■ EXERCISE GOAL: For the entries that follow, restate word for word the line containing "pub use credentials::KeyringStore;", the line containing "pub trait TokenStore: Send", and every line that lies between them.
§
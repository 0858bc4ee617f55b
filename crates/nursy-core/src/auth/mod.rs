//! Authentication module for managing the client session.
//!
//! This module provides:
//! - `TokenCodec`: issues and decodes three-segment session tokens
//! - `Session`: the single persisted token slot with expiry checks
//! - `Clock`: injectable time source used for expiry
//!
//! Tokens expire 24 hours after issue and are never refreshed in place.

pub mod claims;
pub mod clock;
pub mod codec;
pub mod error;
pub mod session;

pub use claims::{Claims, NewClaims};
pub use clock::{Clock, ManualClock, SystemClock};
pub use codec::{TokenCodec, SESSION_TTL_SECS};
pub use error::{CodecError, SessionError};
pub use session::{Session, SessionState, TOKEN_STORAGE_KEY};
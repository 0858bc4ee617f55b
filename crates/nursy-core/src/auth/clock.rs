use std::fmt;
use std::sync::atomic::{AtomicI64, Ordering};

use chrono::Utc;

/// Source of the current time in Unix seconds.
pub trait Clock: Send + Sync + fmt::Debug {
    fn now(&self) -> i64;
}

#[derive(Debug, Default, Clone, Copy)]
pub struct SystemClock;

impl Clock for SystemClock {
    fn now(&self) -> i64 {
        Utc::now().timestamp()
    }
}

/// Clock that only moves when told to.
#[derive(Debug, Default)]
pub struct ManualClock {
    now: AtomicI64,
}

impl ManualClock {
    pub fn new(now: i64) -> Self {
        Self {
            now: AtomicI64::new(now),
        }
    }

    pub fn set(&self, now: i64) {
        self.now.store(now, Ordering::SeqCst);
    }

    pub fn advance(&self, secs: i64) {
        self.now.fetch_add(secs, Ordering::SeqCst);
    }
}

impl Clock for ManualClock {
    fn now(&self) -> i64 {
        self.now.load(Ordering::SeqCst)
    }
}

#[cfg(test)]
mod tests {
    use super::*;

    #[test]
    fn test_manual_clock_set_and_advance() {
        let clock = ManualClock::new(1_000);
        assert_eq!(clock.now(), 1_000);

        clock.advance(86_401);
        assert_eq!(clock.now(), 87_401);

        clock.set(5);
        assert_eq!(clock.now(), 5);
    }

    #[test]
    fn test_system_clock_is_recent() {
        // 2024-01-01T00:00:00Z
        assert!(SystemClock.now() > 1_704_067_200);
    }
}
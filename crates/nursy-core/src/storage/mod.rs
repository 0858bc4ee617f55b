//! Token storage backends.
//!
//! The session keeps exactly one token under a fixed key. Where that key
//! lives is decided by the `TokenStore` implementation handed to the
//! session:
//!
//! - `MemoryStore`: process-local map, used by tests and the `memory` backend
//! - `FileStore`: one JSON file per key in the cache directory
//! - `KeyringStore`: OS-level credential storage via keyring

pub mod credentials;
pub mod file;
pub mod memory;

use thiserror::Error;

pub use credentials::KeyringStore;
pub use file::FileStore;
pub use memory::MemoryStore;

#[derive(Error, Debug)]
pub enum StorageError {
    #[error("Token storage unavailable: {0}")]
    Unavailable(String),

    #[error("Stored value is corrupt: {0}")]
    Corrupt(String),
}

/// Fallible key/value store holding raw token strings.
pub trait TokenStore: Send + Sync {
    /// Read the value under `key`. `Ok(None)` means the key was never set.
    fn get(&self, key: &str) -> Result<Option<String>, StorageError>;

    fn set(&self, key: &str, value: &str) -> Result<(), StorageError>;

    /// Delete the value under `key`. Removing a missing key is not an error.
    fn remove(&self, key: &str) -> Result<(), StorageError>;
}
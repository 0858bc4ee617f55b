use thiserror::Error;

use crate::storage::StorageError;

#[derive(Error, Debug)]
pub enum CodecError {
    #[error("Failed to encode token: {0}")]
    Encode(String),

    #[error("No token present")]
    Missing,

    #[error("Malformed token: expected 3 segments, found {0}")]
    Malformed(usize),

    #[error("Invalid token payload: {0}")]
    Payload(String),
}

#[derive(Error, Debug)]
pub enum SessionError {
    #[error(transparent)]
    Codec(#[from] CodecError),

    #[error(transparent)]
    Storage(#[from] StorageError),
}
§
■ EXPECTED OUTPUT:
pub use credentials::KeyringStore;
pub use file::FileStore;
pub use memory::MemoryStore;

#[derive(Error, Debug)]
pub enum StorageError {
    #[error("Token storage unavailable: {0}")]
    Unavailable(String),

    #[error("Stored value is corrupt: {0}")]
    Corrupt(String),
}

/// Fallible key/value store holding raw token strings.
pub trait TokenStore: Send + Sync {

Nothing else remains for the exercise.